• Volume 66 , Number 2
  • Page: 243–4
OBITUARY

Olaf K. Skinsnes 1917-1997






Olaf Skinsnes was born 20 April 1917 in Henan, central China, the son of a Norwegian-American missionary surgeon. He received his primary and secondary education in a mission school, the American school in Kikunggshan, China, and then came to St. Olaf College in Northlield, Minnesota, U.S.A., where he earned his bachelor's degree. He then attended the University of Chicago where he earned both an M.D. and Ph.D. In 1949 he arrived in Hong Kong on his way to a teaching position in pathology which had been arranged at a medical school in China. Due to the political changes occurring in China at that time, it was not possible for him to proceed. Instead he took a position at the University of Hong Kong.

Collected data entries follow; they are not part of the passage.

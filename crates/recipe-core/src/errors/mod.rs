// ABOUTME: Unified error type, error codes and HTTP error bodies for the recipe agent
// ABOUTME: Every fallible library operation returns AppResult so failures can be shaped into tasks
//
// Licensed under either of Apache License, Version 2.0 or MIT License at your option.
// Copyright ©2025 Async-IO.org

//! # Unified Error Handling System
//!
//! Centralized error handling for the recipe adjuster agent. Errors carry a
//! stable [`ErrorCode`], a human-readable message and optional context so the
//! task dispatcher can turn them into failed tasks and the HTTP layer can turn
//! them into JSON error bodies.

use serde::{Deserialize, Serialize};
use std::fmt;
use thiserror::Error;

/// Standard error codes used throughout the application
#[non_exhaustive]
#[derive(Debug, Clone, Copy, PartialEq, Eq, Serialize, Deserialize)]
pub enum ErrorCode {
    // Validation (3000-3999)
    /// The provided input is invalid
    #[serde(rename = "INVALID_INPUT")]
    InvalidInput = 3000,
    /// A required field is missing
    #[serde(rename = "MISSING_REQUIRED_FIELD")]
    MissingRequiredField = 3001,
    /// The data format is invalid
    #[serde(rename = "INVALID_FORMAT")]
    InvalidFormat = 3002,
    /// A value is outside the acceptable range
    #[serde(rename = "VALUE_OUT_OF_RANGE")]
    ValueOutOfRange = 3003,
    /// A ratio would divide by zero
    #[serde(rename = "DIVISION_BY_ZERO")]
    DivisionByZero = 3004,

    // Resource Management (4000-4999)
    /// The requested resource was not found
    #[serde(rename = "RESOURCE_NOT_FOUND")]
    ResourceNotFound = 4000,

    // External Services (5000-5999)
    /// An external service returned an error
    #[serde(rename = "EXTERNAL_SERVICE_ERROR")]
    ExternalServiceError = 5000,
    /// An external service could not be reached
    #[serde(rename = "EXTERNAL_SERVICE_UNAVAILABLE")]
    ExternalServiceUnavailable = 5001,

    // Configuration (6000-6999)
    /// Generic configuration error
    #[serde(rename = "CONFIG_ERROR")]
    ConfigError = 6000,
    /// Required configuration is missing
    #[serde(rename = "CONFIG_MISSING")]
    ConfigMissing = 6001,
    /// Configuration is present but invalid
    #[serde(rename = "CONFIG_INVALID")]
    ConfigInvalid = 6002,

    // Internal Errors (9000-9999)
    /// Unexpected internal failure
    #[serde(rename = "INTERNAL_ERROR")]
    InternalError = 9000,
    /// Serialization or deserialization failed
    #[serde(rename = "SERIALIZATION_ERROR")]
    SerializationError = 9003,
}

impl ErrorCode {
    /// Get the HTTP status code for this error
    #[must_use]
    pub const fn http_status(self) -> u16 {
        match self {
            Self::InvalidInput
            | Self::MissingRequiredField
            | Self::InvalidFormat
            | Self::ValueOutOfRange
            | Self::DivisionByZero => 400,

            Self::ResourceNotFound => 404,

            Self::ExternalServiceError | Self::ExternalServiceUnavailable => 502,

            Self::InternalError
            | Self::SerializationError
            | Self::ConfigError
            | Self::ConfigMissing
            | Self::ConfigInvalid => 500,
        }
    }

    /// Get a user-friendly description of this error
    #[must_use]
    pub const fn description(self) -> &'static str {
        match self {
            Self::InvalidInput => "The provided input is invalid",
            Self::MissingRequiredField => "A required field is missing from the request",
            Self::InvalidFormat => "The data format is invalid",
            Self::ValueOutOfRange => "The provided value is outside the acceptable range",
            Self::DivisionByZero => "The operation would divide by zero",
            Self::ResourceNotFound => "The requested resource was not found",
            Self::ExternalServiceError => "An external service encountered an error",
            Self::ExternalServiceUnavailable => "An external service is currently unavailable",
            Self::ConfigError => "Configuration error encountered",
            Self::ConfigMissing => "Required configuration is missing",
            Self::ConfigInvalid => "Configuration is invalid",
            Self::InternalError => "An internal server error occurred",
            Self::SerializationError => "Data serialization/deserialization failed",
        }
    }
}

/// Additional context that can be attached to errors
#[derive(Debug, Clone, Serialize, Deserialize)]
pub struct ErrorContext {
    /// Task or request ID for tracing
    pub request_id: Option<String>,
    /// Additional key-value context
    pub details: serde_json::Value,
}

impl Default for ErrorContext {
    fn default() -> Self {
        Self {
            request_id: None,
            details: serde_json::Value::Null,
        }
    }
}

/// Unified error type for the application
#[derive(Debug, Error)]
pub struct AppError {
    /// Error code
    pub code: ErrorCode,
    /// Human-readable error message
    pub message: String,
    /// Additional context
    pub context: ErrorContext,
    /// Source error for error chaining
    #[source]
    pub source: Option<Box<dyn std::error::Error + Send + Sync>>,
}

impl AppError {
    /// Create a new `AppError` with the given code and message
    pub fn new(code: ErrorCode, message: impl Into<String>) -> Self {
        Self {
            code,
            message: message.into(),
            context: ErrorContext::default(),
            source: None,
        }
    }

    /// Add a request ID to the error context
    #[must_use]
    pub fn with_request_id(mut self, request_id: impl Into<String>) -> Self {
        self.context.request_id = Some(request_id.into());
        self
    }

    /// Add details to the error context
    #[must_use]
    pub fn with_details(mut self, details: serde_json::Value) -> Self {
        self.context.details = details;
        self
    }

    /// Add a source error for error chaining
    #[must_use]
    pub fn with_source(mut self, source: impl std::error::Error + Send + Sync + 'static) -> Self {
        self.source = Some(Box::new(source));
        self
    }

    /// Get the HTTP status code for this error
    #[must_use]
    pub const fn http_status(&self) -> u16 {
        self.code.http_status()
    }
}

impl fmt::Display for AppError {
    fn fmt(&self, f: &mut fmt::Formatter<'_>) -> fmt::Result {
        write!(f, "{}: {}", self.code.description(), self.message)
    }
}

/// Result type alias for convenience
pub type AppResult<T> = Result<T, AppError>;

/// HTTP error response format
#[derive(Debug, Serialize, Deserialize)]
pub struct ErrorResponse {
    /// Error payload
    pub error: ErrorResponseDetails,
}

/// Body of an HTTP error response
#[derive(Debug, Serialize, Deserialize)]
pub struct ErrorResponseDetails {
    /// Stable error code
    pub code: ErrorCode,
    /// Human-readable message
    pub message: String,
    /// Correlation ID when known
    #[serde(skip_serializing_if = "Option::is_none")]
    pub request_id: Option<String>,
    /// Structured details
    #[serde(skip_serializing_if = "serde_json::Value::is_null", default)]
    pub details: serde_json::Value,
}

impl From<AppError> for ErrorResponse {
    fn from(error: AppError) -> Self {
        Self {
            error: ErrorResponseDetails {
                code: error.code,
                message: error.message,
                request_id: error.context.request_id,
                details: error.context.details,
            },
        }
    }
}

/// Convenience functions for creating common errors
impl AppError {
    /// Invalid input
    pub fn invalid_input(message: impl Into<String>) -> Self {
        Self::new(ErrorCode::InvalidInput, message)
    }

    /// Schema validation failure for a named payload type
    pub fn validation(schema: &str, reason: impl Into<String>) -> Self {
        Self::new(
            ErrorCode::InvalidFormat,
            format!("{schema} validation failed: {}", reason.into()),
        )
    }

    /// Division by zero while computing a ratio
    pub fn division_by_zero(message: impl Into<String>) -> Self {
        Self::new(ErrorCode::DivisionByZero, message)
    }

    /// Resource not found
    pub fn not_found(resource: impl Into<String>) -> Self {
        Self::new(
            ErrorCode::ResourceNotFound,
            format!("{} not found", resource.into()),
        )
    }

    /// Internal server error
    pub fn internal(message: impl Into<String>) -> Self {
        Self::new(ErrorCode::InternalError, message)
    }

    /// Configuration error
    pub fn config(message: impl Into<String>) -> Self {
        Self::new(ErrorCode::ConfigError, message)
    }

    /// Required configuration value is missing
    pub fn config_missing(key: &str) -> Self {
        Self::new(
            ErrorCode::ConfigMissing,
            format!("{key} is not set in environment variables"),
        )
    }

    /// External service error
    pub fn external_service(service: impl Into<String>, message: impl Into<String>) -> Self {
        Self::new(
            ErrorCode::ExternalServiceError,
            format!("{}: {}", service.into(), message.into()),
        )
    }

    /// External service could not be reached
    pub fn external_unavailable(service: impl Into<String>, message: impl Into<String>) -> Self {
        Self::new(
            ErrorCode::ExternalServiceUnavailable,
            format!("{}: {}", service.into(), message.into()),
        )
    }

    /// Serialization error
    pub fn serialization(message: impl Into<String>) -> Self {
        Self::new(ErrorCode::SerializationError, message)
    }
}

impl From<serde_json::Error> for AppError {
    fn from(error: serde_json::Error) -> Self {
        Self::serialization(error.to_string()).with_source(error)
    }
}

#[cfg(feature = "http-response")]
impl axum::response::IntoResponse for AppError {
    fn into_response(self) -> axum::response::Response {
        let status = http::StatusCode::from_u16(self.http_status())
            .unwrap_or(http::StatusCode::INTERNAL_SERVER_ERROR);
        if status.is_server_error() {
            tracing::error!(error.code = ?self.code, error.message = %self.message, "Request failed");
        } else {
            tracing::debug!(error.code = ?self.code, error.message = %self.message, "Request rejected");
        }
        (status, axum::Json(ErrorResponse::from(self))).into_response()
    }
}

At the University of Hong Kong he began his research on the pathology and immunology of leprosy, a study which lasted for the rest of his life. While there he became a co-founder of the Hay Ling Chau leprosarium. After 10 years in Hong Kong he returned to the University of Chicago for 8 years. Then he became one of the founding faculty members of the John A. Burns School of Medicine at the University of Hawaii. Upon his retirement from the University of Hawaii in 1985, he was invited to return to the country of his birth by Dr. Ma Haide. He accepted a faculty appointment in the Department of Pathology at Sun Yat Sen University of Medical Sciences, where he also served as an advisor on leprosy control and research and assisted in the publication of the China Leprosy Journal. In 1988 he suffered the first of a series of strokes which gradually took their toll and eventually forced his return to the United States, where he died on 21 December 1997.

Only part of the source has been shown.